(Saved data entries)
====================
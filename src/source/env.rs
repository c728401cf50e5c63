//! Environment variable configuration source
//!
//! Reads process environment entries whose name starts with a required
//! prefix, strips the prefix and converts the `__` separator convention into
//! the canonical `:` delimiter.

use crate::error::Result;
use crate::key::{FlatMap, KEY_DELIMITER};
use crate::source::ConfigSource;
use log::debug;
use std::sync::Arc;

/// Separator convention used in environment variable names for nesting
const ENV_SEPARATOR: &str = "__";

/// Provider of environment entries, injectable so tests never touch the
/// process environment
pub trait EnvProvider: Send + Sync {
    /// All `(name, value)` pairs visible to this provider
    fn vars(&self) -> Vec<(String, String)>;
}

/// Default provider backed by the process environment.
///
/// Entries with non-UTF-8 names or values are omitted.
struct ProcessEnv;

impl EnvProvider for ProcessEnv {
    fn vars(&self) -> Vec<(String, String)> {
        std::env::vars_os()
            .filter_map(|(name, value)| {
                Some((name.into_string().ok()?, value.into_string().ok()?))
            })
            .collect()
    }
}

/// Source exposing prefix-filtered environment variables.
///
/// The prefix match is case-insensitive and the prefix is stripped before key
/// conversion: with prefix `APP_`, the variable `APP_Subsection__MyIntValue`
/// yields the key `Subsection:MyIntValue`.
///
/// # Example
///
/// ```rust
/// use conflux::EnvSource;
///
/// let source = EnvSource::new("APP_");
/// ```
pub struct EnvSource {
    prefix: String,
    provider: Arc<dyn EnvProvider>,
    name: String,
}

impl EnvSource {
    /// Create a source reading the process environment
    pub fn new(prefix: impl Into<String>) -> Self {
        Self::with_provider(prefix, Arc::new(ProcessEnv))
    }

    /// Create a source with a custom variable provider
    pub fn with_provider(prefix: impl Into<String>, provider: Arc<dyn EnvProvider>) -> Self {
        let prefix = prefix.into();
        let name = format!("env:{prefix}");
        Self {
            prefix,
            provider,
            name,
        }
    }

    /// Create a source over a fixed set of variables (test seam)
    pub fn from_vars<I, K, V>(prefix: impl Into<String>, vars: I) -> Self
    where
        I: IntoIterator<Item = (K, V)>,
        K: Into<String>,
        V: Into<String>,
    {
        struct Fixed(Vec<(String, String)>);
        impl EnvProvider for Fixed {
            fn vars(&self) -> Vec<(String, String)> {
                self.0.clone()
            }
        }
        let fixed = Fixed(
            vars.into_iter()
                .map(|(k, v)| (k.into(), v.into()))
                .collect(),
        );
        Self::with_provider(prefix, Arc::new(fixed))
    }

    /// Convert a prefix-stripped variable name into a canonical key
    fn to_key(rest: &str) -> String {
        rest.replace(ENV_SEPARATOR, &KEY_DELIMITER.to_string())
    }
}

impl ConfigSource for EnvSource {
    fn name(&self) -> &str {
        &self.name
    }

    fn load(&self) -> Result<FlatMap> {
        let mut bag = FlatMap::new();
        for (name, value) in self.provider.vars() {
            let Some(head) = name.get(..self.prefix.len()) else {
                continue;
            };
            if !head.eq_ignore_ascii_case(&self.prefix) {
                continue;
            }
            let rest = &name[self.prefix.len()..];
            if rest.is_empty() {
                continue;
            }
            bag.insert(Self::to_key(rest), value);
        }
        debug!(
            "Environment source '{}' matched {} variable(s)",
            self.name,
            bag.len()
        );
        Ok(bag)
    }
}

// =============================================================================
// Tests
// =============================================================================

#[cfg(test)]
mod tests {
    use super::*;

    #[test]
    fn test_prefix_filter_and_strip() {
        let source = EnvSource::from_vars(
            "APP_",
            [
                ("APP_MySetting", "B"),
                ("OTHER_MySetting", "ignored"),
                ("PATH", "/usr/bin"),
            ],
        );

        let bag = source.load().unwrap();
        assert_eq!(bag.len(), 1);
        assert_eq!(bag.get("MySetting"), Some("B"));
    }

    #[test]
    fn test_prefix_match_is_case_insensitive() {
        let source = EnvSource::from_vars("APP_", [("app_MySetting", "B")]);
        let bag = source.load().unwrap();
        assert_eq!(bag.get("MySetting"), Some("B"));
    }

    #[test]
    fn test_separator_conversion() {
        let source = EnvSource::from_vars("APP_", [("APP_Subsection__MyIntValue", "4")]);
        let bag = source.load().unwrap();
        assert_eq!(bag.get("Subsection:MyIntValue"), Some("4"));
    }

    #[test]
    fn test_single_underscore_is_preserved() {
        let source = EnvSource::from_vars("APP_", [("APP_My_Setting", "x")]);
        let bag = source.load().unwrap();
        assert_eq!(bag.get("My_Setting"), Some("x"));
    }

    #[test]
    fn test_bare_prefix_is_skipped() {
        let source = EnvSource::from_vars("APP_", [("APP_", "empty-name")]);
        let bag = source.load().unwrap();
        assert!(bag.is_empty());
    }
}
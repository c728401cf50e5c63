//! Effective-configuration dump for diagnostics
//!
//! Renders the resolver's current snapshot as sorted `key = value  [source]`
//! lines, answering "which source won?" for every key.

use crate::resolver::ConfigResolver;
use std::fmt::Write;

/// Render the effective snapshot with per-key provenance.
///
/// # Example
///
/// ```rust
/// use conflux::{ConfigResolver, MemorySource};
///
/// let mut resolver = ConfigResolver::new();
/// resolver.register(MemorySource::new([("MySetting", "A")]));
/// resolver.build()?;
///
/// let dump = conflux::dump_effective(&resolver);
/// assert_eq!(dump, "MySetting = A  [memory]\n");
/// # Ok::<(), conflux::Error>(())
/// ```
#[must_use]
pub fn dump_effective(resolver: &ConfigResolver) -> String {
    let snapshot = resolver.snapshot();
    let mut out = String::new();
    for (key, value, source) in snapshot.iter() {
        let _ = writeln!(out, "{key} = {value}  [{source}]");
    }
    out
}

// =============================================================================
// Tests
// =============================================================================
====================
Required action
Return the records exactly, character for character.

Output for this exercise
filename src/source/env.rs
repository c728401cf50e5c63
//! Environment variable configuration source
//!
//! Reads process environment entries whose name starts with a required
//! prefix, strips the prefix and converts the `__` separator convention into
//! the canonical `:` delimiter.

use crate::error::Result;
use crate::key::{FlatMap, KEY_DELIMITER};
use crate::source::ConfigSource;
use log::debug;
use std::sync::Arc;

/// Separator convention used in environment variable names for nesting
const ENV_SEPARATOR: &str = "__";

/// Provider of environment entries, injectable so tests never touch the
/// process environment
pub trait EnvProvider: Send + Sync {
    /// All `(name, value)` pairs visible to this provider
    fn vars(&self) -> Vec<(String, String)>;
}

/// Default provider backed by the process environment.
///
/// Entries with non-UTF-8 names or values are omitted.
struct ProcessEnv;

impl EnvProvider for ProcessEnv {
    fn vars(&self) -> Vec<(String, String)> {
        std::env::vars_os()
            .filter_map(|(name, value)| {
                Some((name.into_string().ok()?, value.into_string().ok()?))
            })
            .collect()
    }
}

/// Source exposing prefix-filtered environment variables.
///
/// The prefix match is case-insensitive and the prefix is stripped before key
/// conversion: with prefix `APP_`, the variable `APP_Subsection__MyIntValue`
/// yields the key `Subsection:MyIntValue`.
///
/// # Example
///
/// ```rust
/// use conflux::EnvSource;
///
/// let source = EnvSource::new("APP_");
/// ```
pub struct EnvSource {
    prefix: String,
    provider: Arc<dyn EnvProvider>,
    name: String,
}

impl EnvSource {
    /// Create a source reading the process environment
    pub fn new(prefix: impl Into<String>) -> Self {
        Self::with_provider(prefix, Arc::new(ProcessEnv))
    }

    /// Create a source with a custom variable provider
    pub fn with_provider(prefix: impl Into<String>, provider: Arc<dyn EnvProvider>) -> Self {
        let prefix = prefix.into();
        let name = format!("env:{prefix}");
        Self {
            prefix,
            provider,
            name,
        }
    }

    /// Create a source over a fixed set of variables (test seam)
    pub fn from_vars<I, K, V>(prefix: impl Into<String>, vars: I) -> Self
    where
        I: IntoIterator<Item = (K, V)>,
        K: Into<String>,
        V: Into<String>,
    {
        struct Fixed(Vec<(String, String)>);
        impl EnvProvider for Fixed {
            fn vars(&self) -> Vec<(String, String)> {
                self.0.clone()
            }
        }
        let fixed = Fixed(
            vars.into_iter()
                .map(|(k, v)| (k.into(), v.into()))
                .collect(),
        );
        Self::with_provider(prefix, Arc::new(fixed))
    }

    /// Convert a prefix-stripped variable name into a canonical key
    fn to_key(rest: &str) -> String {
        rest.replace(ENV_SEPARATOR, &KEY_DELIMITER.to_string())
    }
}

impl ConfigSource for EnvSource {
    fn name(&self) -> &str {
        &self.name
    }

    fn load(&self) -> Result<FlatMap> {
        let mut bag = FlatMap::new();
        for (name, value) in self.provider.vars() {
            let Some(head) = name.get(..self.prefix.len()) else {
                continue;
            };
            if !head.eq_ignore_ascii_case(&self.prefix) {
                continue;
            }
            let rest = &name[self.prefix.len()..];
            if rest.is_empty() {
                continue;
            }
            bag.insert(Self::to_key(rest), value);
        }
        debug!(
            "Environment source '{}' matched {} variable(s)",
            self.name,
            bag.len()
        );
        Ok(bag)
    }
}

// =============================================================================
// Tests
// =============================================================================

#[cfg(test)]
mod tests {
    use super::*;

    #[test]
    fn test_prefix_filter_and_strip() {
        let source = EnvSource::from_vars(
            "APP_",
            [
                ("APP_MySetting", "B"),
                ("OTHER_MySetting", "ignored"),
                ("PATH", "/usr/bin"),
            ],
        );

        let bag = source.load().unwrap();
        assert_eq!(bag.len(), 1);
        assert_eq!(bag.get("MySetting"), Some("B"));
    }

    #[test]
    fn test_prefix_match_is_case_insensitive() {
        let source = EnvSource::from_vars("APP_", [("app_MySetting", "B")]);
        let bag = source.load().unwrap();
        assert_eq!(bag.get("MySetting"), Some("B"));
    }

    #[test]
    fn test_separator_conversion() {
        let source = EnvSource::from_vars("APP_", [("APP_Subsection__MyIntValue", "4")]);
        let bag = source.load().unwrap();
        assert_eq!(bag.get("Subsection:MyIntValue"), Some("4"));
    }

    #[test]
    fn test_single_underscore_is_preserved() {
        let source = EnvSource::from_vars("APP_", [("APP_My_Setting", "x")]);
        let bag = source.load().unwrap();
        assert_eq!(bag.get("My_Setting"), Some("x"));
    }

    #[test]
    fn test_bare_prefix_is_skipped() {
        let source = EnvSource::from_vars("APP_", [("APP_", "empty-name")]);
        let bag = source.load().unwrap();
        assert!(bag.is_empty());
    }
}
repository c728401cf50e5c63
//! Effective-configuration dump for diagnostics
//!
//! Renders the resolver's current snapshot as sorted `key = value  [source]`
//! lines, answering "which source won?" for every key.

use crate::resolver::ConfigResolver;
use std::fmt::Write;

/// Render the effective snapshot with per-key provenance.
///
/// # Example
///
/// ```rust
/// use conflux::{ConfigResolver, MemorySource};
///
/// let mut resolver = ConfigResolver::new();
/// resolver.register(MemorySource::new([("MySetting", "A")]));
/// resolver.build()?;
///
/// let dump = conflux::dump_effective(&resolver);
/// assert_eq!(dump, "MySetting = A  [memory]\n");
/// # Ok::<(), conflux::Error>(())
/// ```
#[must_use]
pub fn dump_effective(resolver: &ConfigResolver) -> String {
    let snapshot = resolver.snapshot();
    let mut out = String::new();
    for (key, value, source) in snapshot.iter() {
        let _ = writeln!(out, "{key} = {value}  [{source}]");
    }
    out
}

// =============================================================================
// Tests
// =============================================================================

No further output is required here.